▶ [Assignment]
Given the listing that follows, report all lines in which the string "DatabaseConfig" occurs.

******************************

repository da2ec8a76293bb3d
use crate::model::id::ResourceId;
use chrono::{DateTime, Utc};
use derive_new::new;
use rust_decimal::Decimal;

#[derive(new)]
pub struct CreateSlot {
    pub resource_id: ResourceId,
    pub start_at: DateTime<Utc>,
    pub end_at: DateTime<Utc>,
    pub seats: i32,
    pub special_price: Option<Decimal>,
}
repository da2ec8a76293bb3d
use axum::{
    routing::{get, post},
    Router,
};
use registry::AppRegistry;

use crate::handler::user::{get_current_user, register_user};

pub fn build_user_routers() -> Router<AppRegistry> {
    let routers = Router::new()
        .route("/", post(register_user))
        .route("/me", get(get_current_user));

    Router::new().nest("/users", routers)
}
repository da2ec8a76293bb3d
use garde::Validate;
use kernel::model::{
    id::UserId,
    role::Role,
    user::{event::CreateUser, User},
};
use serde::{Deserialize, Serialize};
use strum::VariantNames;

#[derive(Serialize, Deserialize, VariantNames)]
#[strum(serialize_all = "kebab-case")]
pub enum RoleName {
    Admin,
    User,
}

impl From<Role> for RoleName {
    fn from(value: Role) -> Self {
        match value {
            Role::Admin => Self::Admin,
            Role::User => Self::User,
        }
    }
}

impl From<RoleName> for Role {
    fn from(value: RoleName) -> Self {
        match value {
            RoleName::Admin => Self::Admin,
            RoleName::User => Self::User,
        }
    }
}

#[derive(Deserialize, Validate)]
#[serde(rename_all = "camelCase")]
pub struct CreateUserRequest {
    #[garde(length(min = 1))]
    pub user_name: String,
    #[garde(email)]
    pub email: String,
    #[garde(length(min = 1))]
    pub password: String,
    #[garde(skip)]
    pub phone: Option<String>,
}

impl From<CreateUserRequest> for CreateUser {
    fn from(value: CreateUserRequest) -> Self {
        let CreateUserRequest {
            user_name,
            email,
            password,
            phone,
        } = value;
        Self {
            user_name,
            email,
            password,
            phone,
        }
    }
}

#[derive(Serialize)]
#[serde(rename_all = "camelCase")]
pub struct UserResponse {
    pub user_id: UserId,
    pub user_name: String,
    pub email: String,
    pub phone: Option<String>,
    pub role: RoleName,
}

impl From<User> for UserResponse {
    fn from(value: User) -> Self {
        let User {
            user_id,
            user_name,
            email,
            phone,
            role,
            created_at: _,
        } = value;
        Self {
            user_id,
            user_name,
            email,
            phone,
            role: RoleName::from(role),
        }
    }
}
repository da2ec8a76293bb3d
use crate::model::{
    booking::{
        event::{CancelBooking, CreateBooking},
        Booking, BookingNumber,
    },
    id::UserId,
};
use async_trait::async_trait;
use shared::error::AppResult;

#[async_trait]
pub trait BookingRepository: Send + Sync {
    // 予約を作成する。枠の残席の減算と予約行の挿入は単一トランザクションで行う
    async fn create(&self, event: CreateBooking) -> AppResult<BookingNumber>;
    // 予約をキャンセルし、枠の残席を戻す
    async fn cancel(&self, event: CancelBooking) -> AppResult<()>;
    // 予約番号から予約を取得する（所有者のみ）
    async fn find_by_number(
        &self,
        booking_number: &BookingNumber,
        user_id: UserId,
    ) -> AppResult<Option<Booking>>;
    // ユーザーの予約一覧を新しい順に取得する
    async fn find_all_by_user(&self, user_id: UserId) -> AppResult<Vec<Booking>>;
}
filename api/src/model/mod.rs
pub mod auth;
pub mod availability;
pub mod booking;
pub mod resource;
pub mod user;
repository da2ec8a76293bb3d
use async_trait::async_trait;

#[async_trait]
pub trait HealthCheckRepository: Send + Sync {
    async fn check_db(&self) -> bool;
}
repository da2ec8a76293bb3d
use shared::{
    config::DatabaseConfig,
    error::{AppError, AppResult},
};
use sqlx::{postgres::PgConnectOptions, PgPool};

pub mod model;

fn make_pg_connect_options(cfg: &DatabaseConfig) -> PgConnectOptions {
    PgConnectOptions::new()
        .host(&cfg.host)
        .port(cfg.port)
        .username(&cfg.username)
        .password(&cfg.password)
        .database(&cfg.database)
}

#[derive(Clone)]
pub struct ConnectionPool(PgPool);

impl ConnectionPool {
    pub fn new(pool: PgPool) -> Self {
        Self(pool)
    }

    pub fn inner_ref(&self) -> &PgPool {
        &self.0
    }

    pub async fn begin(&self) -> AppResult<sqlx::Transaction<'_, sqlx::Postgres>> {
        self.0.begin().await.map_err(AppError::TransactionError)
    }
}

pub fn connect_database_with(cfg: &DatabaseConfig) -> ConnectionPool {
    ConnectionPool(PgPool::connect_lazy_with(make_pg_connect_options(cfg)))
}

******************************

▶ [Answer below]
    config::DatabaseConfig,
fn make_pg_connect_options(cfg: &DatabaseConfig) -> PgConnectOptions {
pub fn connect_database_with(cfg: &DatabaseConfig) -> ConnectionPool {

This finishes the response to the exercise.